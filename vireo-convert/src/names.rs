//
// Copyright (c) The Vireo Project Contributors
//
// SPDX-License-Identifier: MIT
//

//! Names of synthesized policies and lists. The `~` sigil keeps them out of
//! the namespace vendor configurations can spell, so a generated name can
//! never collide with a user-defined structure.

use std::fmt::Display;

// Sub-policy of one route-map clause.
pub fn clause_policy(map: &str, seq: u32) -> String {
    format!("~rm-clause:{}:{}~", map, seq)
}

// Per-VRF BGP export policy shared by every neighbor.
pub fn bgp_common_export(vrf: &str) -> String {
    format!("~bgp-common-export:{}~", vrf)
}

pub fn bgp_peer_export(vrf: &str, peer: &impl Display) -> String {
    format!("~bgp-peer-export:{}:{}~", vrf, peer)
}

pub fn bgp_peer_import(vrf: &str, peer: &impl Display) -> String {
    format!("~bgp-peer-import:{}:{}~", vrf, peer)
}

pub fn bgp_default_originate(vrf: &str, peer: &impl Display) -> String {
    format!("~bgp-default-originate:{}:{}~", vrf, peer)
}

// Generation policy of one aggregate route.
pub fn aggregate_gen(vrf: &str, prefix: &impl Display) -> String {
    format!("~aggregate-gen:{}:{}~", vrf, prefix)
}

// Filter list suppressing routes covered by a summary-only aggregate.
pub fn suppress_summary_only(vrf: &str) -> String {
    format!("~suppress-summary-only:{}~", vrf)
}

pub fn ospf_export(vrf: &str) -> String {
    format!("~ospf-export:{}~", vrf)
}

pub fn ospf_summary_filter(vrf: &str, area: u32) -> String {
    format!("~ospf-summary-filter:{}:{}~", vrf, area)
}

pub fn rip_export(vrf: &str) -> String {
    format!("~rip-export:{}~", vrf)
}

pub fn eigrp_export(vrf: &str) -> String {
    format!("~eigrp-export:{}~", vrf)
}

// Synthetic group wrapping an unused session template's fake neighbor.
pub fn fake_group(index: usize) -> String {
    format!("~fake-group:{}~", index)
}
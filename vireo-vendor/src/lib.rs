//
// Copyright (c) The Vireo Project Contributors
//
// SPDX-License-Identifier: MIT
//

#![warn(rust_2018_idioms)]
#![cfg_attr(
    feature = "testing",
    allow(dead_code, unused_variables, unused_imports)
)]

pub mod acl;
pub mod bgp;
pub mod config;
pub mod igp;
pub mod interface;
pub mod nat;
pub mod routemap;
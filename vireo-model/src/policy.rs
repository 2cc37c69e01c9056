//
// Copyright (c) The Vireo Project Contributors
//
// SPDX-License-Identifier: MIT
//

//! Executable routing-policy intermediate representation.
//!
//! Every vendor construct that filters or rewrites routes (route-map
//! clauses, route-policy statements, synthesized export/import logic)
//! compiles into a [`RoutingPolicy`]: an ordered statement list over a small
//! closed expression language. Policies call each other by name, so the
//! compiled output of one configuration unit forms a flat namespace of
//! callable boolean policies.

use std::net::IpAddr;
use std::ops::RangeInclusive;

use enum_as_inner::EnumAsInner;
use ipnetwork::IpNetwork;
use serde::{Deserialize, Serialize};

use crate::route::{BgpOrigin, Comm, OspfMetricType, RouteProtocol};

// Prefix plus the prefix-length range it stands for.
#[derive(Clone, Debug, Eq, PartialEq)]
#[derive(Deserialize, Serialize)]
pub struct PrefixRange {
    pub prefix: IpNetwork,
    pub lengths: RangeInclusive<u8>,
}

// Reference to a prefix space: a named route filter list or an inline set
// of ranges.
#[derive(Clone, Debug, Eq, PartialEq)]
#[derive(EnumAsInner)]
#[derive(Deserialize, Serialize)]
pub enum PrefixSetRef {
    Named(String),
    Explicit(Vec<PrefixRange>),
}

// Next-hop rewrite target.
#[derive(Clone, Copy, Debug, Eq, PartialEq)]
#[derive(Deserialize, Serialize)]
pub enum NextHopExpr {
    Address(IpAddr),
    // The local address of the session the route is exported over.
    SelfAddress,
    // The remote address of the session the route was learned over.
    PeerAddress,
}

// Boolean policy expressions.
//
// Match kinds read the original route attributes; they never observe
// pending writes. `WithIntermediateAttrs` is the one exception to "matching
// has no side effects": writes performed while evaluating the wrapped
// expression are buffered and committed only when it matches, followed by
// the `on_match` statements. It backs attribute-maps on aggregates and
// redistribution, where set statements must not leak out of a failed branch.
#[derive(Clone, Debug, Eq, PartialEq)]
#[derive(EnumAsInner)]
#[derive(Deserialize, Serialize)]
pub enum PolicyExpr {
    Conjunction(Vec<PolicyExpr>),
    Disjunction(Vec<PolicyExpr>),
    Not(Box<PolicyExpr>),
    Constant(bool),
    // Evaluates the named policy as a boolean in the same environment.
    CallPolicy(String),
    MatchPrefixSet(PrefixSetRef),
    MatchPrefix6Set(PrefixSetRef),
    MatchProtocol(RouteProtocol),
    MatchAsPath(String),
    MatchCommunity(String),
    MatchTag(u32),
    MatchMetric(u32),
    WithIntermediateAttrs {
        expr: Box<PolicyExpr>,
        on_match: Vec<PolicyStmt>,
    },
}

// Terminal policy verdicts.
//
// `LocalDefault` is a sentinel resolved at evaluation time against the
// environment's pending default action, which makes one compiled policy
// usable both as a plain filter (pending default starts as reject) and as a
// continue-chain link (an earlier clause may have marked a pending accept).
#[derive(Clone, Copy, Debug, Eq, PartialEq)]
#[derive(Deserialize, Serialize)]
pub enum Verdict {
    Accept,
    Reject,
    LocalDefault,
}

// Policy statements, executed in order until one returns.
#[derive(Clone, Debug, Eq, PartialEq)]
#[derive(EnumAsInner)]
#[derive(Deserialize, Serialize)]
pub enum PolicyStmt {
    If {
        guard: PolicyExpr,
        then: Vec<PolicyStmt>,
        otherwise: Vec<PolicyStmt>,
    },
    Return(Verdict),
    SetLocalDefault(bool),
    // Tail transfer: runs the named policy and returns its verdict.
    Apply(String),
    SetMetric(u32),
    SetOspfMetricType(OspfMetricType),
    SetOrigin(BgpOrigin),
    SetLocalPref(u32),
    SetNextHop(NextHopExpr),
    SetCommunities { comms: Vec<Comm>, additive: bool },
    PrependAsPath { asn: u32, count: u8 },
    SetTag(u32),
    SetWeight(u16),
    RemovePrivateAs,
}

#[derive(Clone, Debug, Eq, PartialEq)]
#[derive(Deserialize, Serialize)]
pub struct RoutingPolicy {
    pub name: String,
    pub stmts: Vec<PolicyStmt>,
}

// Result of applying a policy to a route.
#[derive(Clone, Debug, Eq, PartialEq)]
#[derive(Deserialize, Serialize)]
pub enum PolicyResult<T> {
    // Route was accepted, carrying the rewritten attributes.
    Accept(T),
    Reject,
}

// ===== impl PrefixRange =====

impl PrefixRange {
    // Range matching the prefix exactly.
    pub fn exact(prefix: IpNetwork) -> PrefixRange {
        let len = prefix.prefix();
        PrefixRange { prefix, lengths: len..=len }
    }

    // Range matching strictly more specific prefixes.
    pub fn more_specific(prefix: IpNetwork) -> PrefixRange {
        let max = match prefix {
            IpNetwork::V4(_) => 32,
            IpNetwork::V6(_) => 128,
        };
        let lower = prefix.prefix().saturating_add(1).min(max);
        PrefixRange { prefix, lengths: lower..=max }
    }
}

// ===== impl PolicyExpr =====

impl PolicyExpr {
    // Matches the IPv4 default route.
    pub fn match_default_route() -> PolicyExpr {
        let default = IpNetwork::V4(
            ipnetwork::Ipv4Network::new(std::net::Ipv4Addr::UNSPECIFIED, 0)
                // Zero-length prefix is always valid.
                .unwrap(),
        );
        PolicyExpr::MatchPrefixSet(PrefixSetRef::Explicit(vec![
            PrefixRange::exact(default),
        ]))
    }
}

// ===== impl RoutingPolicy =====

impl RoutingPolicy {
    pub fn new(name: impl Into<String>) -> RoutingPolicy {
        RoutingPolicy { name: name.into(), stmts: Vec::new() }
    }
}

// ===== impl PolicyResult =====

impl<T> PolicyResult<T> {
    pub fn is_accept(&self) -> bool {
        matches!(self, PolicyResult::Accept(_))
    }

    pub fn is_reject(&self) -> bool {
        matches!(self, PolicyResult::Reject)
    }
}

◇ ◇ ◇ ◇ ◇

-- Work to be completed --
The expected answer is an exact copy of the lines above, beginning at the line with "a failed branch." and ending at the line with "time against the", with both ends in.

-- Result of this task --
// redistribution, where set statements must not leak out of a failed branch.
#[derive(Clone, Debug, Eq, PartialEq)]
#[derive(EnumAsInner)]
#[derive(Deserialize, Serialize)]
pub enum PolicyExpr {
    Conjunction(Vec<PolicyExpr>),
    Disjunction(Vec<PolicyExpr>),
    Not(Box<PolicyExpr>),
    Constant(bool),
    // Evaluates the named policy as a boolean in the same environment.
    CallPolicy(String),
    MatchPrefixSet(PrefixSetRef),
    MatchPrefix6Set(PrefixSetRef),
    MatchProtocol(RouteProtocol),
    MatchAsPath(String),
    MatchCommunity(String),
    MatchTag(u32),
    MatchMetric(u32),
    WithIntermediateAttrs {
        expr: Box<PolicyExpr>,
        on_match: Vec<PolicyStmt>,
    },
}

// Terminal policy verdicts.
//
// `LocalDefault` is a sentinel resolved at evaluation time against the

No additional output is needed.